Vous allez voir, chers critiques aimés ; bien que ce ne soit pas une nouvelle, mais au contraire une très ancienne superstition. Elle était partagée autrefois par tous les César, et les grands de ce Monde qui y croyaient fermement. Ils craignaient le nombre 8, parce que ce dernier implique l’égalité de tous les hommes. De l’unité éternelle, et du nombre sept, du Ciel, des sept planètes, et de la sphère des étoiles fixe, l’ogdoade naquit dans la philosophie arithmétique. Ce fut le premier cube des nombres pairs ; c’est pourquoi on le considérait comme sacré (1).

Dans la philosophie orientale, le nombre huit symbolise l’égalité des unités, l’ordre et la symétrie au ciel, transformés en inégalité et en confusion sur terre par l’égoïsme, le grand rebelle contre les décrets de la Nature.

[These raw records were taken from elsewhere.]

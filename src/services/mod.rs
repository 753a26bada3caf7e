pub mod http;
pub mod loader;
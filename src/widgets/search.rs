use crate::theme::Theme;
use crate::widgets::chrome::panel;
use crossterm::event::{KeyCode, KeyModifiers};
use ratatui::crossterm::event as rt_event;
use ratatui::prelude::*;
use tui_textarea::{CursorMove, TextArea};

#[derive(Debug, Clone, PartialEq, Eq)]
pub enum SearchOutcome {
    /// Text changed; the caller schedules a debounced filter.
    Edited(String),
    /// Enter: filter immediately.
    Submit(String),
    /// Esc: leave the search box, keeping the text.
    Close,
    Ignored,
}

/// Search box pre-filled with `text`, cursor at the end.
pub fn search_box(text: &str) -> TextArea<'static> {
    let mut ta = TextArea::new(vec![text.to_string()]);
    ta.move_cursor(CursorMove::End);
    ta
}

pub fn search_text(ta: &TextArea<'_>) -> String {
    ta.lines().first().cloned().unwrap_or_default()
}

// The terminal loop runs on crossterm 0.27 while tui-textarea follows the
// crossterm re-exported by ratatui, so keys are rebuilt here.
fn to_textarea_key(code: KeyCode, mods: KeyModifiers) -> Option<rt_event::KeyEvent> {
    let code = match code {
        KeyCode::Char(c) => rt_event::KeyCode::Char(c),
        KeyCode::Backspace => rt_event::KeyCode::Backspace,
        KeyCode::Delete => rt_event::KeyCode::Delete,
        KeyCode::Left => rt_event::KeyCode::Left,
        KeyCode::Right => rt_event::KeyCode::Right,
        KeyCode::Home => rt_event::KeyCode::Home,
        KeyCode::End => rt_event::KeyCode::End,
        _ => return None,
    };
    let mut m = rt_event::KeyModifiers::NONE;
    if mods.contains(KeyModifiers::CONTROL) {
        m |= rt_event::KeyModifiers::CONTROL;
    }
    if mods.contains(KeyModifiers::ALT) {
        m |= rt_event::KeyModifiers::ALT;
    }
    Some(rt_event::KeyEvent::new(code, m))
}

/// Feed a key to the single-line search box.
pub fn handle_search_key(ta: &mut TextArea<'_>, code: KeyCode, mods: KeyModifiers) -> SearchOutcome {
    match code {
        KeyCode::Enter => SearchOutcome::Submit(search_text(ta)),
        KeyCode::Esc | KeyCode::Tab => SearchOutcome::Close,
        _ => {
            let Some(ev) = to_textarea_key(code, mods) else {
                return SearchOutcome::Ignored;
            };
            if ta.input(ev) {
                SearchOutcome::Edited(search_text(ta))
            } else {
                SearchOutcome::Ignored
            }
        }
    }
}

pub fn draw_search(f: &mut Frame, area: Rect, ta: &mut TextArea<'static>, focused: bool, theme: &Theme) {
    let title = if focused { "Search (Enter apply, Esc close)" } else { "Search [/]" };
    ta.set_block(panel(title, focused, theme));
    ta.set_cursor_line_style(Style::default());
    if focused {
        ta.set_cursor_style(Style::default().add_modifier(Modifier::REVERSED));
    } else {
        ta.set_cursor_style(Style::default());
    }
    ta.set_placeholder_text("filter labels");
    ta.set_placeholder_style(theme.muted());
    f.render_widget(&*ta, area);
}

#[cfg(test)]
mod tests {
    use super::*;

    fn type_str(ta: &mut TextArea<'_>, s: &str) -> SearchOutcome {
        let mut last = SearchOutcome::Ignored;
        for c in s.chars() {
            last = handle_search_key(ta, KeyCode::Char(c), KeyModifiers::NONE);
        }
        last
    }

    #[test]
    fn typing_reports_full_text() {
        let mut ta = TextArea::default();
        assert_eq!(type_str(&mut ta, "lev"), SearchOutcome::Edited("lev".into()));
        assert_eq!(
            handle_search_key(&mut ta, KeyCode::Backspace, KeyModifiers::NONE),
            SearchOutcome::Edited("le".into())
        );
        assert_eq!(
            handle_search_key(&mut ta, KeyCode::Enter, KeyModifiers::NONE),
            SearchOutcome::Submit("le".into())
        );
    }

    #[test]
    fn prefilled_box_appends_at_the_end() {
        let mut ta = search_box("level");
        assert_eq!(search_text(&ta), "level");
        assert_eq!(type_str(&mut ta, "4"), SearchOutcome::Edited("level4".into()));
    }

    #[test]
    fn enter_never_inserts_a_newline() {
        let mut ta = TextArea::default();
        type_str(&mut ta, "a");
        handle_search_key(&mut ta, KeyCode::Enter, KeyModifiers::NONE);
        assert_eq!(ta.lines().len(), 1);
        assert_eq!(
            handle_search_key(&mut ta, KeyCode::Esc, KeyModifiers::NONE),
            SearchOutcome::Close
        );
        assert_eq!(search_text(&ta), "a");
    }
}
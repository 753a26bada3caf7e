use ratatui::style::{Color, Modifier, Style};

use crate::ui::ToastLevel;

/// Colour roles of the console. One instance lives on `AppState`; widgets that
/// render without the state use `Theme::default()`.
#[derive(Clone, Debug)]
pub struct Theme {
    pub background: Color,
    pub text: Color,
    pub brand: Color,
    pub link: Color,
    pub hint: Color,
    pub frame: Color,
    pub focus: Color,
    pub ok: Color,
    pub fail: Color,
    pub dim: Color,
}

impl Theme {
    pub fn console() -> Self {
        Self {
            background: Color::Rgb(18, 22, 30),
            text: Color::Rgb(220, 224, 232),
            brand: Color::Rgb(97, 175, 239),
            link: Color::Rgb(86, 182, 194),
            hint: Color::Rgb(229, 192, 123),
            frame: Color::Rgb(76, 86, 106),
            focus: Color::Rgb(198, 120, 221),
            ok: Color::Rgb(152, 195, 121),
            fail: Color::Rgb(224, 108, 117),
            dim: Color::DarkGray,
        }
    }

    pub fn border(&self, focused: bool) -> Style {
        Style::default().fg(if focused { self.focus } else { self.frame })
    }

    /// Field labels, key hints and the current option keys.
    pub fn label(&self) -> Style {
        Style::default().fg(self.hint).add_modifier(Modifier::BOLD)
    }

    pub fn editing(&self) -> Style {
        Style::default().fg(self.focus).add_modifier(Modifier::BOLD)
    }

    pub fn muted(&self) -> Style {
        Style::default().fg(self.dim)
    }

    pub fn failure(&self) -> Style {
        Style::default().fg(self.fail)
    }

    /// Highlighted row under the cursor of a focused list.
    pub fn cursor(&self) -> Style {
        Style::default()
            .fg(self.background)
            .bg(self.focus)
            .add_modifier(Modifier::BOLD)
    }

    pub fn level(&self, level: ToastLevel) -> Color {
        match level {
            ToastLevel::Success => self.ok,
            ToastLevel::Error => self.fail,
            ToastLevel::Info => self.link,
        }
    }
}

impl Default for Theme {
    fn default() -> Self {
        Self::console()
    }
}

« Le chiffre 8 ou [le 8 couché de l'infini] indique le mouvement perpétuel et régulier de l’Univers », dit Ragon. Mais s’il est parfait comme nombre cosmique, il est également le symbole du Soi inférieur, de la nature animale de l’homme. C’est pourquoi nous prévoyons que la partie non égoïste de l’humanité aura à souffrir de la combinaison actuelle des chiffres de l’année. Car les chiffres clôturant 1889. Et le neuf était un nombre que les anciens redoutaient par-dessus tout. Pour eux, c’était un symbole de grands changements cosmiques et sociaux, et d’instabilité en général – le triste emblème de la fragilité des choses humaines.

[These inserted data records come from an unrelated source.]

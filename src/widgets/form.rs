use crate::session::{AccountFields, SessionData};
use crate::theme::Theme;
use crate::widgets::chrome::panel;
use crossterm::event::KeyCode;
use ratatui::prelude::*;
use ratatui::widgets::*;

#[derive(Clone, Debug, PartialEq, Eq)]
pub enum FieldKind {
    Text,
    Password,
}

#[derive(Clone, Debug)]
pub struct FormField {
    pub name: String,
    pub label: String,
    pub required: bool,
    pub kind: FieldKind,
    pub value: String,
    pub error: Option<String>,
}

impl FormField {
    fn text(name: &str, label: &str, value: &str) -> Self {
        Self {
            name: name.to_string(),
            label: label.to_string(),
            required: false,
            kind: FieldKind::Text,
            value: value.to_string(),
            error: None,
        }
    }

    fn required(mut self) -> Self {
        self.required = true;
        self
    }

    fn password(mut self) -> Self {
        self.kind = FieldKind::Password;
        self
    }
}

#[derive(Clone, Debug, Default)]
pub struct FormState {
    pub title: String,
    pub submit_label: String,
    pub fields: Vec<FormField>,
    pub selected: usize,
    pub editing: bool,
    pub message: Option<String>,
    pub disabled: bool,
}

#[derive(Clone, Copy, Debug, PartialEq, Eq)]
pub enum FormAction {
    None,
    Submit,
    Cancel,
}

pub fn login_form() -> FormState {
    FormState {
        title: "Login".into(),
        submit_label: "Login".into(),
        fields: vec![
            FormField::text("username", "Username", "").required(),
            FormField::text("password", "Password", "").required().password(),
        ],
        ..Default::default()
    }
}

/// Account form seeded from the session; the password must be entered again.
pub fn account_form(data: &SessionData) -> FormState {
    let current = AccountFields::from_session(data);
    FormState {
        title: format!("Account: {}", current.username),
        submit_label: "Save".into(),
        fields: vec![
            FormField::text("username", "Username", &current.username).required(),
            FormField::text("password", "Password", &current.password)
                .required()
                .password(),
            FormField::text("email", "Email", &current.email),
            FormField::text("first_name", "First name", &current.first_name),
            FormField::text("last_name", "Last name", &current.last_name),
            FormField::text("organization", "Organization", &current.organization),
        ],
        ..Default::default()
    }
}

pub fn value<'a>(form: &'a FormState, name: &str) -> &'a str {
    form.fields
        .iter()
        .find(|f| f.name == name)
        .map(|f| f.value.as_str())
        .unwrap_or("")
}

pub fn account_fields(form: &FormState) -> AccountFields {
    AccountFields {
        username: value(form, "username").trim().to_string(),
        password: value(form, "password").to_string(),
        email: value(form, "email").trim().to_string(),
        first_name: value(form, "first_name").trim().to_string(),
        last_name: value(form, "last_name").trim().to_string(),
        organization: value(form, "organization").trim().to_string(),
    }
}

pub fn validate_form(form: &mut FormState) -> bool {
    let mut ok = true;
    for fld in &mut form.fields {
        fld.error = None;
        if fld.required && fld.value.trim().is_empty() {
            fld.error = Some("This field is required".into());
            ok = false;
        }
    }
    ok
}

/// Apply a key to the form. Field rows come first, then Submit and Cancel.
pub fn handle_form_key(form: &mut FormState, key: KeyCode) -> FormAction {
    if form.disabled {
        return FormAction::None;
    }
    let submit_idx = form.fields.len();
    let cancel_idx = submit_idx + 1;
    if form.editing {
        let Some(fld) = form.fields.get_mut(form.selected) else {
            form.editing = false;
            return FormAction::None;
        };
        match key {
            KeyCode::Char(c) => fld.value.push(c),
            KeyCode::Backspace => {
                fld.value.pop();
            }
            KeyCode::Enter | KeyCode::Tab | KeyCode::Down => {
                form.editing = false;
                form.selected = (form.selected + 1).min(cancel_idx);
            }
            KeyCode::Esc => form.editing = false,
            _ => {}
        }
        return FormAction::None;
    }
    match key {
        KeyCode::Up | KeyCode::BackTab => {
            form.selected = form.selected.saturating_sub(1);
        }
        KeyCode::Down | KeyCode::Tab => {
            form.selected = (form.selected + 1).min(cancel_idx);
        }
        KeyCode::Esc => return FormAction::Cancel,
        KeyCode::Enter if form.selected == submit_idx => {
            if validate_form(form) {
                return FormAction::Submit;
            }
            form.message = Some("Please fix the highlighted fields".into());
        }
        KeyCode::Enter if form.selected == cancel_idx => return FormAction::Cancel,
        KeyCode::Enter | KeyCode::Char('e') => {
            form.editing = true;
            form.message = None;
        }
        _ => {}
    }
    FormAction::None
}

pub fn draw_form(f: &mut Frame, area: Rect, form: &FormState, cursor_on: bool, theme: &Theme) {
    let mut lines: Vec<Line> = Vec::new();
    for (i, fld) in form.fields.iter().enumerate() {
        let sel = if i == form.selected { '›' } else { ' ' };
        let req = if fld.required { " *" } else { "" };
        let mut val = match fld.kind {
            FieldKind::Text => fld.value.clone(),
            FieldKind::Password => "•".repeat(fld.value.chars().count()),
        };
        if form.editing && i == form.selected && cursor_on {
            val.push('▏');
        }
        let value_style = if i == form.selected {
            if form.editing {
                theme.editing()
            } else {
                theme.label()
            }
        } else {
            Style::default()
        };
        lines.push(Line::from(vec![
            Span::raw(format!("{sel} {}{req}: ", fld.label)),
            Span::styled(val, value_style),
        ]));
        if let Some(err) = &fld.error {
            lines.push(Line::from(Span::styled(
                format!("  ! {err}"),
                theme.failure(),
            )));
        }
    }
    lines.push(Line::from(""));
    let submit_idx = form.fields.len();
    let mut submit_style = if form.disabled {
        theme.muted()
    } else {
        theme.label()
    };
    let mut cancel_style = theme.muted();
    if form.selected == submit_idx {
        submit_style = theme.cursor();
    }
    if form.selected == submit_idx + 1 {
        cancel_style = theme.cursor();
    }
    lines.push(Line::from(vec![
        Span::styled(format!("  [ {} ]  ", form.submit_label), submit_style),
        Span::styled("Cancel", cancel_style),
    ]));
    if let Some(msg) = &form.message {
        lines.push(Line::from(Span::styled(
            msg.clone(),
            theme.muted(),
        )));
    }
    let title = if form.editing {
        format!("{} (editing)", form.title)
    } else {
        form.title.clone()
    };
    let block = panel(&title, true, theme);
    let p = Paragraph::new(lines)
        .block(block)
        .wrap(Wrap { trim: false });
    f.render_widget(p, area);
}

Le chiffre 9 représente la terre sous l’influence d’un principe mauvais ; les Cabalistes soutiennent aussi qu’il symbolise l’acte de la reproduction et de la génération. C'est-à-dire que l’année 1890 se prépare à reproduire tous les maux de son prédécesseur 1889, et à générer pas mal pour son propre compte. Trois fois trois est le grand symbole de l’incorporation, ou de la matérialisation de l’esprit, selon Pythagore – par suite de la matière grossière (2). Toute étendue matérielle, toute ligne circulaire était représentée par le nombre 9, car les anciens philosophes avaient observé ce que les parodies de philosophes de notre siècle n’ont pas vu, ou ont considéré sans importance. Néanmoins, le caractère mauvais naturel de ce nombre, est énorme. Comme ce chiffre est consacré aux sphères, il représente le signe de la circonférence, puisque sa valeur en degrés égale 9 ou 3 + 6 + 0. C’est pourquoi il est aussi le symbole de la tête humaine – surtout de la tête de l’homme moderne moyen, qui souhaite toujours se faire passer pour 9, alors qu’il est à peine 3. En plus, ce 9 béni possède le pouvoir curieux de se reproduire lui-même complètement dans tout multiplication, qu’on le veuille ou non ; c'est-à-dire, que lorsqu’on le multiplie par lui-même, ou par tout autre nombre, ce nombre capricieux et pernicieux donne toujours comme résultat une somme de 9 – un mauvais tour de la nature matérielle qui, elle aussi, se reproduit à la moindre provocation. C’est ainsi qu’on comprend pourquoi les anciens faisaient de 9, le symbole de la Matière, et pourquoi nous, Occultistes modernes, en faisons le symbole du matérialisme de notre âge, le dix-neuvième siècle fatal qui, heureusement, touche à sa fin.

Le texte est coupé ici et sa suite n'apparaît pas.